━━━ Source information ━━━

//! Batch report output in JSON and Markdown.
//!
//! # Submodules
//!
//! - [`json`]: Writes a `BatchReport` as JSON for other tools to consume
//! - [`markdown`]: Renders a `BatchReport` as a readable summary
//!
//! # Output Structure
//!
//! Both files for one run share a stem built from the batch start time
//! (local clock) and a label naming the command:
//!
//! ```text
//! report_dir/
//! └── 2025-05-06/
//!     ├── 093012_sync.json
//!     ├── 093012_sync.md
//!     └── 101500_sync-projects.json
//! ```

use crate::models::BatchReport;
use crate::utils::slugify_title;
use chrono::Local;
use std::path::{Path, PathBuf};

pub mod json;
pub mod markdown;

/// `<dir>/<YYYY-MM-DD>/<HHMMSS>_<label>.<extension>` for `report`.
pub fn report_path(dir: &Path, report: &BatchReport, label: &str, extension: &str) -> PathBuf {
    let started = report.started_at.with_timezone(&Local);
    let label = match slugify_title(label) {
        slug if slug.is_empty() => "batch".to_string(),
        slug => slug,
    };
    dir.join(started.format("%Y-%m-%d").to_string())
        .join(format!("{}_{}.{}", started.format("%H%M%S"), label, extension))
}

━━━

→ Your task
Please reproduce every record shown above, exactly as written.

→ The answer
//! Batch report output in JSON and Markdown.
//!
//! # Submodules
//!
//! - [`json`]: Writes a `BatchReport` as JSON for other tools to consume
//! - [`markdown`]: Renders a `BatchReport` as a readable summary
//!
//! # Output Structure
//!
//! Both files for one run share a stem built from the batch start time
//! (local clock) and a label naming the command:
//!
//! ```text
//! report_dir/
//! └── 2025-05-06/
//!     ├── 093012_sync.json
//!     ├── 093012_sync.md
//!     └── 101500_sync-projects.json
//! ```

use crate::models::BatchReport;
use crate::utils::slugify_title;
use chrono::Local;
use std::path::{Path, PathBuf};

pub mod json;
pub mod markdown;

/// `<dir>/<YYYY-MM-DD>/<HHMMSS>_<label>.<extension>` for `report`.
pub fn report_path(dir: &Path, report: &BatchReport, label: &str, extension: &str) -> PathBuf {
    let started = report.started_at.with_timezone(&Local);
    let label = match slugify_title(label) {
        slug if slug.is_empty() => "batch".to_string(),
        slug => slug,
    };
    dir.join(started.format("%Y-%m-%d").to_string())
        .join(format!("{}_{}.{}", started.format("%H%M%S"), label, extension))
}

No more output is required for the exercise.